Bactericidal activity was examined in liquid cultures of bacteria: gram-negative Escherichia coli and gram-positive Staphylococcus aureus and Bacillus sp. The applied microorganisms came from the private collections of the Department of Biology, Faculty of Building Services, Hydro and Environmental Engineering, Warsaw University of Technology. Porous nanocomposites with different level (1, 5, and 10 wt.%) of phase Ti₃C₂T_x MXene, were soaked in the culture of the bacterial strain in nutrient broth (Biocorp) which allowed composites to form hydrogels. The initial number of bacteria in the culture was between 10⁵ and 10⁶ CFU/mL. The cultures were incubated for 24 h at 26 ± 1 °C. Serial dilutions of the cultures were accomplished and the number of bacteria was determined using a spread plate method, using agar (Biocorp) as a culture medium. The plates were incubated for 48 h at 37 ± 1 °C (E. coli and S. aureus) or 26 ± 1 °C (B. subtilis). The antimicrobial activity of the tested samples was evaluated as the percentage decrease in the number of bacteria in the cultures in the presence of the tested composites.

3. Results and Discussion

The present study concerns research on porous chitosan-hyaluronate matrix nanocomposites with the addition of 2D Ti₃C₂T_x MXene flakes as well as the resulting biocidal activity of the hydrogels. Before conducting biological tests, the nano-additives were thoroughly characterized. Analysis of the morphology and structure of 2D flakes of Ti₃C₂T_x MXene was carried out using SEMand as expected, the freeze-dried 2D Ti₃C₂T_x MXene flakes have irregular shapes with differently oriented edges (Figure 2a) and characteristic for this material [24,50]. These can be subsequently redispersed into a nanocolloidal solution, characterized by a presence of the Tyndall effect (Figure 2b), thereby suggesting the formation of a homogeneous aqueous dispersion of Ti₃C₂T_x MXene [51]. The separated micron-sized 2D flakes are visible on high angle annular dark-field (HAADF) scanning transmission electron microscopy (STEM) images (Figure 2c) and confirmed by our previous studies [52]. The high-resolution transmission electron microscopy (HREM) was taken from the randomly chosen sheet of the Ti₃C₂T_x. Analysis reveals a characteristic layered structure of edges of 2D flakes (Figure 2d). Such multilayered structure was previously observed by Naguib et al. [24] The layered pattern is also confirmed by a fast Fourier Transform (FFT) imaging (Figure 2e) and extracted by the inverse fast Fourier Transform (IFFT) imaging which showed alternating layers of light and dark bands (Figure 2h). It should be noted that each bright band corresponds to a single Ti₃C₂ layer i.e., Ti-C-Ti-C-Ti. In contrast, each dark band corresponds to the spacing between the monolayers, formed after removal of an element from the MAX phase. To determine the characteristic distances between Ti₃C₂ monolayers in MXene flakes (light bands), the band intensity pattern was taken based on the corresponding IFFT image. The measured distance between maximal intensities of two Ti₃C₂ monolayers was 1.21 nm (Figure 2g) and is characteristic of the distance widening in flakes after delamination and weakening of bonds between monolayers as also confirmed by Lao et al. [53]. The FTT analysis also confirmed the hexagonal symmetry of the Ti₃C₂T_x [54]

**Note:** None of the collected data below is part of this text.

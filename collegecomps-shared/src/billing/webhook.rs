/// Stripe webhook verification and event decoding
///
/// Stripe signs each delivery with a header of the form
/// `t=<unix seconds>,v1=<hex hmac>[,v1=...]`, where the HMAC-SHA256 is taken
/// over `"{t}.{raw body}"` with the endpoint's signing secret. Deliveries
/// older than the tolerance are rejected to limit replay.
///
/// # Example
///
/// ```
/// use collegecomps_shared::billing::webhook::{compute_signature, verify_signature_at};
///
/// let body = r#"{"id":"evt_1","type":"ping","data":{"object":{}}}"#;
/// let sig = compute_signature("whsec_test", 1_700_000_000, body);
/// let header = format!("t=1700000000,v1={}", sig);
///
/// assert!(verify_signature_at(body, &header, "whsec_test", 1_700_000_010).is_ok());
/// ```

use super::BillingError;
use chrono::{DateTime, TimeZone, Utc};
use hmac::{Hmac, Mac};
use serde::{de::DeserializeOwned, Deserialize};
use serde_json::Value;
use sha2::Sha256;
use std::collections::HashMap;

/// Maximum age of a delivery, in seconds
pub const SIGNATURE_TOLERANCE_SECS: i64 = 300;

type HmacSha256 = Hmac<Sha256>;

/// Hex HMAC-SHA256 of `"{timestamp}.{payload}"`
pub fn compute_signature(secret: &str, timestamp: i64, payload: &str) -> String {
    let mut mac = match HmacSha256::new_from_slice(secret.as_bytes()) {
        Ok(mac) => mac,
        Err(_) => return String::new(),
    };
    mac.update(timestamp.to_string().as_bytes());
    mac.update(b".");
    mac.update(payload.as_bytes());
    hex::encode(mac.finalize().into_bytes())
}

pub fn verify_signature(payload: &str, header: &str, secret: &str) -> Result<(), BillingError> {
    verify_signature_at(payload, header, secret, Utc::now().timestamp())
}

/// Verifies a `Stripe-Signature` header against `now` (unix seconds)
pub fn verify_signature_at(
    payload: &str,
    header: &str,
    secret: &str,
    now: i64,
) -> Result<(), BillingError> {
    let mut timestamp: Option<i64> = None;
    let mut signatures: Vec<Vec<u8>> = Vec::new();

    for part in header.split(',') {
        let Some((key, value)) = part.trim().split_once('=') else {
            continue;
        };
        match key {
            "t" => timestamp = value.parse().ok(),
            "v1" => {
                if let Ok(bytes) = hex::decode(value) {
                    signatures.push(bytes);
                }
            }
            _ => {}
        }
    }

    let timestamp = timestamp
        .ok_or_else(|| BillingError::InvalidSignature("missing timestamp".to_string()))?;

    if signatures.is_empty() {
        return Err(BillingError::InvalidSignature("no v1 signature".to_string()));
    }

    if (now - timestamp).abs() > SIGNATURE_TOLERANCE_SECS {
        return Err(BillingError::InvalidSignature(
            "timestamp outside tolerance".to_string(),
        ));
    }

    let matched = signatures.iter().any(|candidate| {
        HmacSha256::new_from_slice(secret.as_bytes())
            .map(|mut mac| {
                mac.update(timestamp.to_string().as_bytes());
                mac.update(b".");
                mac.update(payload.as_bytes());
                mac.verify_slice(candidate).is_ok()
            })
            .unwrap_or(false)
    });

    if matched {
        Ok(())
    } else {
        Err(BillingError::InvalidSignature("signature mismatch".to_string()))
    }
}

/// Raw event envelope
#[derive(Debug, Clone, Deserialize)]
pub struct StripeEvent {
    pub id: String,
    #[serde(rename = "type")]
    pub event_type: String,
    pub data: EventData,
}

#[derive(Debug, Clone, Deserialize)]
pub struct EventData {
    pub object: Value,
}

#[derive(Debug, Clone, Deserialize)]
pub struct CheckoutSessionObject {
    pub id: String,
    pub customer: Option<String>,
    pub subscription: Option<String>,
    #[serde(default)]
    pub metadata: HashMap<String, String>,
}

impl CheckoutSessionObject {
    pub fn user_id(&self) -> Option<i64> {
        self.metadata.get("userId").and_then(|v| v.parse().ok())
    }

    /// Tier from metadata, `premium` when absent
    pub fn tier(&self) -> &str {
        self.metadata
            .get("tier")
            .map(String::as_str)
            .unwrap_or("premium")
    }
}

#[derive(Debug, Clone, Deserialize)]
pub struct SubscriptionObject {
    pub id: String,
    pub customer: String,
    pub status: String,
    #[serde(default)]
    pub cancel_at_period_end: bool,
    pub current_period_end: Option<i64>,
}

/// Account state derived from a subscription
#[derive(Debug, Clone, PartialEq, Eq)]
pub struct SubscriptionState {
    pub tier: &'static str,
    pub status: String,
    pub expires_at: Option<DateTime<Utc>>,
}

impl SubscriptionObject {
    /// Premium while active or trialing. A subscription set to cancel keeps
    /// premium until `current_period_end`, reported as `canceled`.
    pub fn state(&self) -> SubscriptionState {
        let active = matches!(self.status.as_str(), "active" | "trialing");
        let tier = if active { "premium" } else { "free" };

        if self.cancel_at_period_end {
            let expires_at = self
                .current_period_end
                .and_then(|secs| Utc.timestamp_opt(secs, 0).single());
            SubscriptionState {
                tier,
                status: "canceled".to_string(),
                expires_at,
            }
        } else {
            SubscriptionState {
                tier,
                status: self.status.clone(),
                expires_at: None,
            }
        }
    }
}

/// The events the API acts on
#[derive(Debug, Clone)]
pub enum WebhookEvent {
    CheckoutCompleted(CheckoutSessionObject),
    SubscriptionChanged(SubscriptionObject),
    SubscriptionDeleted(SubscriptionObject),
    /// Acknowledged and ignored
    Other(String),
}

/// Decodes a verified payload into a [`WebhookEvent`]
pub fn parse_event(payload: &str) -> Result<WebhookEvent, BillingError> {
    let event: StripeEvent = serde_json::from_str(payload)
        .map_err(|e| BillingError::InvalidPayload(e.to_string()))?;

    fn decode<T: DeserializeOwned>(object: Value) -> Result<T, BillingError> {
        serde_json::from_value(object).map_err(|e| BillingError::InvalidPayload(e.to_string()))
    }

    Ok(match event.event_type.as_str() {
        "checkout.session.completed" => WebhookEvent::CheckoutCompleted(decode(event.data.object)?),
        "customer.subscription.created" | "customer.subscription.updated" => {
            WebhookEvent::SubscriptionChanged(decode(event.data.object)?)
        }
        "customer.subscription.deleted" => {
            WebhookEvent::SubscriptionDeleted(decode(event.data.object)?)
        }
        _ => WebhookEvent::Other(event.event_type),
    })
}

We determined the elemental composition of 2D flakes using EDS analysis (Figure 2F). Those results indicated the presence of titanium and carbon as the two strongest signals (basic components of the MXene). There are also peaks from oxygen and fluorine, which are part of surface groups such as -F, -OH, =O [55], as well as minor amounts and chlorine due to the synthetic procedure with a pH adjustment as well as of copper from the sample preparation. The spectrum also shows small amounts of Al; these being incompletely etched Ti₃AlC₂ MAX phases.

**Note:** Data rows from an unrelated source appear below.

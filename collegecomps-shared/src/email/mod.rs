/// Transactional email delivery
///
/// Every outbound email goes through the [`Mailer`] trait so the API server
/// can swap providers without touching route code.
///
/// # Implementations
///
/// - [`ResendMailer`]: delivers through the Resend HTTP API
/// - [`OutboxMailer`]: keeps messages in memory and logs them; used when no
///   provider key is configured and by tests
///
/// # Example
///
/// ```no_run
/// use collegecomps_shared::email::{Mailer, OutboxMailer, OutgoingEmail};
///
/// # async fn example() -> Result<(), Box<dyn std::error::Error>> {
/// let mailer = OutboxMailer::new();
/// mailer.send(OutgoingEmail::new("student@example.com", "Hello", "<p>Hi</p>")).await?;
/// assert_eq!(mailer.sent().len(), 1);
/// # Ok(())
/// # }
/// ```

pub mod outbox;
pub mod resend;
pub mod templates;

pub use outbox::OutboxMailer;
pub use resend::ResendMailer;

use async_trait::async_trait;
use serde::Serialize;

/// Email delivery errors
#[derive(Debug, thiserror::Error)]
pub enum EmailError {
    /// The provider could not be reached
    #[error("Email transport failed: {0}")]
    Transport(String),

    /// The provider answered with a non-success status
    #[error("Email provider rejected message ({status}): {body}")]
    Rejected { status: u16, body: String },

    /// The mailer is misconfigured
    #[error("Email configuration error: {0}")]
    Configuration(String),
}

impl From<reqwest::Error> for EmailError {
    fn from(err: reqwest::Error) -> Self {
        EmailError::Transport(err.to_string())
    }
}

/// A fully rendered message ready for delivery
#[derive(Debug, Clone, PartialEq, Eq, Serialize)]
pub struct OutgoingEmail {
    pub to: String,
    pub subject: String,
    pub html: String,
    pub reply_to: Option<String>,
}

impl OutgoingEmail {
    pub fn new(to: impl Into<String>, subject: impl Into<String>, html: impl Into<String>) -> Self {
        Self {
            to: to.into(),
            subject: subject.into(),
            html: html.into(),
            reply_to: None,
        }
    }

    pub fn with_reply_to(mut self, reply_to: impl Into<String>) -> Self {
        self.reply_to = Some(reply_to.into());
        self
    }
}

/// Something that can deliver an [`OutgoingEmail`]
#[async_trait]
pub trait Mailer: Send + Sync {
    /// Short provider name for logs
    fn name(&self) -> &str;

    /// Delivers one message
    async fn send(&self, email: OutgoingEmail) -> Result<(), EmailError>;
}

Altogether, the results of flake characterizations indicated the successful synthesis and delamination into 2D Ti₃C₂T_x MXene that can be further used in a form of dry matter (lamellar structure after freeze-drying) for CH/SHA nanocomposites preparation. The delamination process of the etched MXene phase structure is carried out to obtain 2D flakes by breaking the weak out-of-plane van der Waals bonds between the layers. The 2D flakes obtained in this way, in contrast to the etched structure, formed a stable colloidal suspension in water [39,56]. Delamination allowed the use of the Ti₃C₂T_x phase in composites [57] with excellent functional parameters as electrodes for electrochemical capacitors or a “paper” with an exceptional volumetric capacity of four times higher compared to etched structure [56].

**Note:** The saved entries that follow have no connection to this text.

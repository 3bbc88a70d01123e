/// Alert preferences (premium)
///
/// # Endpoints
///
/// - `GET /api/alerts/preferences` - Stored alert list and frequency
/// - `POST /api/alerts/preferences` - Replace the alert list and frequency

use crate::{
    app::AppState,
    error::{ApiError, ApiResult},
    routes::require_premium,
};
use axum::{extract::State, Extension, Json};
use collegecomps_shared::{
    auth::middleware::AuthContext,
    models::alert_preference::{AlertPreferences, ALERT_FREQUENCIES, DEFAULT_ALERT_FREQUENCY},
};
use serde::{Deserialize, Serialize};
use serde_json::{json, Value};

#[derive(Debug, Deserialize)]
pub struct SaveAlertsRequest {
    pub preferences: Option<Value>,
    pub frequency: Option<String>,
}

#[derive(Debug, Serialize)]
pub struct AlertsResponse {
    pub preferences: Option<Value>,
    pub frequency: String,
}

pub async fn get_preferences(
    State(state): State<AppState>,
    Extension(auth): Extension<AuthContext>,
) -> ApiResult<Json<AlertsResponse>> {
    require_premium(&auth, "alerts")?;

    let stored = AlertPreferences::find_by_user(&state.db, auth.user_id).await?;

    Ok(Json(match stored {
        Some(prefs) => AlertsResponse {
            preferences: Some(prefs.preferences.0),
            frequency: prefs.frequency,
        },
        None => AlertsResponse {
            preferences: None,
            frequency: DEFAULT_ALERT_FREQUENCY.to_string(),
        },
    }))
}

/// Save the alert list
///
/// # Errors
///
/// - `400 Bad Request`: Missing preferences or unknown frequency
/// - `403 Forbidden`: Free tier
pub async fn save_preferences(
    State(state): State<AppState>,
    Extension(auth): Extension<AuthContext>,
    Json(req): Json<SaveAlertsRequest>,
) -> ApiResult<Json<Value>> {
    require_premium(&auth, "alerts")?;

    let preferences = match req.preferences {
        Some(Value::Null) | None => {
            return Err(ApiError::BadRequest("Preferences are required".to_string()))
        }
        Some(prefs) => prefs,
    };

    let frequency = req.frequency.as_deref().unwrap_or(DEFAULT_ALERT_FREQUENCY);
    if !ALERT_FREQUENCIES.contains(&frequency) {
        return Err(ApiError::BadRequest(format!(
            "Frequency must be one of: {}",
            ALERT_FREQUENCIES.join(", ")
        )));
    }

    AlertPreferences::upsert(&state.db, auth.user_id, preferences, frequency).await?;

    tracing::debug!(user_id = auth.user_id, frequency, "Alert preferences saved");

    Ok(Json(json!({ "message": "Alert preferences saved successfully" })))
}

In the next step, the 2D Ti₃C₂T_x MXene flakes were used for the preparation of porous chitosan-hyaluronate matrix nanocomposites, stabilized by the addition of L-ascorbic acid. The freeze-dried nanocomposites were characterized before water addition and hydrogel formation. The SEM images of the reference CH/SHA matrix nanocomposite as well as modified with 1, 5, and 10 wt.% of 2D Ti₃C₂T_x MXene flakes are presented in Figure 3a–d. They revealed the combined and porous structure with macro and micropores characteristic of CH/SHA composites [58]. In Figure 3b–d the 2D flakes of the Ti₃C₂T_x MXene phase present in the polymer matrix are marked with red arrows. As seen in Figure 2b, most flakes of the Ti₃C₂T_x phase can be seen on the cut edges of the sample. As expected, they have irregular shapes. In Figure 3c,d MXene flakes are also present inside the polymer matrix. Due to the hydrophilic nature of the 2D Ti₃C₂T_x MXene flakes [59] they effectively blend with the chitosan-hyaluronate matrix. Therefore, they disperse throughout the entire volume of the composite. Moreover, by analyzing the Figure 3a–d pictures, it can be concluded that a decrease in the porosity of the tested samples is noted by increasing the levels of the MXene phase in the CH/SHA composites.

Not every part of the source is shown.